Critique Le Fleuve des dieux [2010]

Avis critique rédigé par Manu B. le mercredi 14 juillet 2010 à 16h53

Génération 3

"Le corps pivote dans le courant. A l'endroit où le nouveau pont traverse le Gangâ en cinq enjambées de béton, des guirlandes de branches et de plastique s'accrochent aux piliers tels des radeaux de détritus flottants..."

2047 en Inde, les frontières ont changé, les mentalités aussi. La technologie permet aussi de faire tomber les barrières du possible et l'on entend parler de ces jeunes qui ont renoncés à leur appartenance naturelle à un genre. Ils ne sont plus ni hommes ni femmes, mais neutres. Au nord la tension monte entre deux des nouveaux états en raison d'une sécheresse persistante. Or, le barrage sur le Gange en amont  privent les populations au delà de l'eau pour simplement survivre. Une guerre psychologique entre l'Awadh et le Bharat autour du barrage de Kunda Khadar envenime encore l'atmosphère sèche et lourde, tandis qu'une rumeur se répand, selon laquelle des IA de génération 3 s'organisent en secret...

Le Fleuve des dieux est le sixième roman traduit et publié en France, après desolation road, état de rêve, nécroville et Brasyl. Il est publié, comme Roi du matin, reine du jour (récemment récompensé du Grand Prix de l'Imaginaire, meilleur roman étranger), aux éditions Denoel. L'auteur est natif d'Angleterre, né de parents écossais et irlandais, et vivant à Belfast. Pas étonnant qu'il excelle à décrire le choc de cultures a priori incompatibles (Sacrifice of fools).

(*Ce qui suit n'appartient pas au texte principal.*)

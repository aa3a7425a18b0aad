//! Tracing middleware attaching a request-scoped trace identifier.
//!
//! Each request runs inside [`TraceId::scope`], so errors raised anywhere in
//! the trust engine record the same identifier the client sees in the
//! `trace-id` response header.

use std::task::{Context, Poll};

use actix_web::Error;
use actix_web::dev::{Service, ServiceRequest, ServiceResponse, Transform};
use actix_web::http::header::{HeaderName, HeaderValue};
use futures_util::future::{LocalBoxFuture, Ready, ready};
use tracing::{Instrument, error, info_span};

use crate::domain::{TRACE_ID_HEADER, TraceId};

/// Tracing middleware attaching a request-scoped UUID and adding a
/// `trace-id` header to every response.
///
/// # Examples
/// ```
/// use actix_web::App;
/// use krishilok::Trace;
///
/// let app = App::new().wrap(Trace);
/// ```
#[derive(Clone)]
pub struct Trace;

impl<S, B> Transform<S, ServiceRequest> for Trace
where
    S: Service<ServiceRequest, Response = ServiceResponse<B>, Error = Error> + 'static,
    S::Future: 'static,
    B: 'static,
{
    type Response = ServiceResponse<B>;
    type Error = Error;
    type InitError = ();
    type Transform = TraceMiddleware<S>;
    type Future = Ready<Result<Self::Transform, Self::InitError>>;

    fn new_transform(&self, service: S) -> Self::Future {
        ready(Ok(TraceMiddleware { service }))
    }
}

/// Service wrapper produced by [`Trace`].
pub struct TraceMiddleware<S> {
    service: S,
}

impl<S, B> Service<ServiceRequest> for TraceMiddleware<S>
where
    S: Service<ServiceRequest, Response = ServiceResponse<B>, Error = Error> + 'static,
    S::Future: 'static,
    B: 'static,
{
    type Response = ServiceResponse<B>;
    type Error = Error;
    type Future = LocalBoxFuture<'static, Result<Self::Response, Self::Error>>;

    fn poll_ready(&self, cx: &mut Context<'_>) -> Poll<Result<(), Self::Error>> {
        self.service.poll_ready(cx)
    }

    fn call(&self, req: ServiceRequest) -> Self::Future {
        let trace_id = TraceId::generate();
        let span = info_span!(
            "request",
            trace_id = %trace_id,
            method = %req.method(),
            path = %req.path()
        );
        let header_value = trace_id.to_string();
        let fut = TraceId::scope(trace_id, self.service.call(req));
        Box::pin(
            async move {
                let mut res = fut.await?;
                match HeaderValue::from_str(&header_value) {
                    Ok(value) => {
                        res.response_mut()
                            .headers_mut()
                            .insert(HeaderName::from_static(TRACE_ID_HEADER), value);
                    }
                    Err(error) => {
                        error!(%error, "failed to encode trace identifier header");
                    }
                }
                Ok(res)
            }
            .instrument(span),
        )
    }
}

L'Inde, dans ce qu'elle a de plus grand, de plus raffiné, n'est plus. Le Gange qui unissait ce grand pays est maintenant la source de ce qui le divise, particulièrement au nord où les anciens états avant le Raj britannique se sont reformés (Awadh, Bengale). A la partition géographique s'ajoute la dimension religieuse où les musulmans, les hindouistes de Brahma et de Vishnu doivent cohabiter. D'autres populations y vivent, mais cachées: les neutres, êtres sexués qui se sont débarrassés de leurs organes sexuels, et les IA les plus évoluées, qui doivent fuir les lois internationales qui visent à en limiter les capacités.
Dans ce contexte assez tendu, Ian McDonald nous propose de suivre l'existence de personnages aux tempéraments et horizons complètement hétérogènes. Il y a dans le désordre l'un des hauts fonctionnaires du ministère de la Régulation et d'Autorisation des IA, sa femme accro au célèbre soap Town and Country, le conseiller du Premier Ministre, une jeune journaliste sur point d'avoir le scoop du siècle, un ancien professeur théoricien et philosophe dans le domaine de la vie-A des IA, la créatrice de la cyberplanète Alterre, un agent de la Pègre locale, un neutre et le fils de l'une des plus grandes sociétés de production électrique du pays.

Le Fleuve des dieux est un de ces grands romans, ces livres d'anticipation aux parfums prophétiques. A la fois sur le plan sociétal (à comparer à Tous à Zanzibar) que dans le domaine scientifique, à savoir une hypothétique singularité (comme Rainbows end ou accelerando). Ce roman ouvre notamment des champs de réflexion très intéressants quant aux futures IA. On est loin des oeuvres où les méchantes IA exterminent ou asservissent les hommes. C'est un roman ambitieux. Vraiment très ambitieux et tellement bien écrit !

La conclusion de à propos du Roman : Le Fleuve des dieux [2010]

Auteur Manu B.
85

Le Fleuve des dieux est riche et complexe dans les domaines aussi bien sociaux que scientifiques. Ian McDonald se hisse avec ce roman au même niveau que les auteurs tels que John Brunner et Vernor Vinge. Une réussite.